↓

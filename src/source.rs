//! Parsing of remote skill source URLs.
//!
//! Two URL shapes are understood:
//!
//! - `https://github.com/<owner>/<repo>[.git][/...]` names the repository at the
//!   `main` branch.
//! - `https://github.com/<owner>/<repo>/tree/<ref>[/<path>...]` names a ref and an
//!   optional directory inside it.
//!
//! The ref is always exactly one path segment, so a branch such as `feature/x`
//! reads as ref `feature` with subpath `x`. There is no way to tell the two apart
//! from the URL alone.

use std::fmt;

use url::Url;

use crate::error::{Error, Result};

/// Host accepted for remote sources.
const GITHUB_HOST: &str = "github.com";

/// Ref used when a plain repository URL carries none.
pub const DEFAULT_REF: &str = "main";

/// Which URL shape a reference was parsed from.
#[derive(Debug, Clone, Copy, PartialEq, Eq)]
pub enum SourceKind {
    /// A bare repository URL.
    Plain,
    /// A `/tree/<ref>/...` URL.
    Tree,
}

/// A parsed remote origin.
#[derive(Debug, Clone, PartialEq, Eq)]
pub struct SourceReference {
    /// Host name, e.g. `github.com`.
    pub(crate) host: String,
    /// Repository owner.
    pub(crate) owner: String,
    /// Repository name without any `.git` suffix.
    pub(crate) repo: String,
    /// Branch or tag name.
    pub(crate) git_ref: String,
    /// Directory segments inside the repository.
    pub(crate) subpath: Vec<String>,
    /// Shape the reference was parsed from.
    pub(crate) kind: SourceKind,
}

impl SourceReference {
    /// Parse a source URL in either supported shape.
    pub fn parse(raw: &str) -> Result<Self> {
        let invalid = |reason: &str| Error::InvalidSource {
            url: raw.to_string(),
            reason: reason.to_string(),
        };

        let url = Url::parse(raw.trim()).map_err(|_| invalid("not a URL"))?;
        if url.scheme() != "https" {
            return Err(invalid("only https URLs are supported"));
        }
        let host = url.host_str().ok_or_else(|| invalid("missing host"))?;
        if host != GITHUB_HOST && host != "www.github.com" {
            return Err(invalid("only github.com repositories are supported"));
        }

        let segments: Vec<&str> = url
            .path_segments()
            .map(|segments| segments.filter(|s| !s.is_empty()).collect())
            .unwrap_or_default();

        let (owner, repo) = match segments.as_slice() {
            [owner, repo, ..] => (*owner, repo.strip_suffix(".git").unwrap_or(*repo)),
            _ => return Err(invalid("missing owner or repository")),
        };
        if repo.is_empty() {
            return Err(invalid("missing owner or repository"));
        }

        let (git_ref, subpath, kind) = match segments.get(2) {
            Some(&"tree") => {
                let git_ref = segments
                    .get(3)
                    .ok_or_else(|| invalid("missing ref after /tree/"))?;
                let subpath = segments[4..]
                    .iter()
                    .map(|segment| {
                        decode_segment(segment)
                            .ok_or_else(|| invalid("subpath segments must be plain directory names"))
                    })
                    .collect::<Result<Vec<_>>>()?;
                ((*git_ref).to_string(), subpath, SourceKind::Tree)
            }
            _ => (DEFAULT_REF.to_string(), Vec::new(), SourceKind::Plain),
        };

        Ok(Self {
            host: GITHUB_HOST.to_string(),
            owner: owner.to_string(),
            repo: repo.to_string(),
            git_ref,
            subpath,
            kind,
        })
    }

    /// Render the repository as `owner/repo`.
    pub fn label(&self) -> String {
        format!("{}/{}", self.owner, self.repo)
    }

    /// Render the subpath joined with `/`, or `None` at the repository root.
    pub fn subpath_display(&self) -> Option<String> {
        if self.subpath.is_empty() {
            None
        } else {
            Some(self.subpath.join("/"))
        }
    }
}

/// Percent-decode one subpath segment, refusing anything but a plain name.
fn decode_segment(segment: &str) -> Option<String> {
    let decoded = urlencoding::decode(segment).ok()?;
    let plain = !matches!(decoded.as_ref(), "." | "..") && !decoded.contains(['/', '\\']);
    plain.then(|| decoded.into_owned())
}

impl fmt::Display for SourceReference {
    fn fmt(&self, f: &mut fmt::Formatter<'_>) -> fmt::Result {
        write!(f, "{}@{}", self.label(), self.git_ref)?;
        if let Some(subpath) = self.subpath_display() {
            write!(f, "/{subpath}")?;
        }
        Ok(())
    }
}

↑

# [Your assignment]
Scan the listing above. Gather each line that contains the word "Clone".

# [Solution]
#[derive(Debug, Clone, Copy, PartialEq, Eq)]
#[derive(Debug, Clone, PartialEq, Eq)]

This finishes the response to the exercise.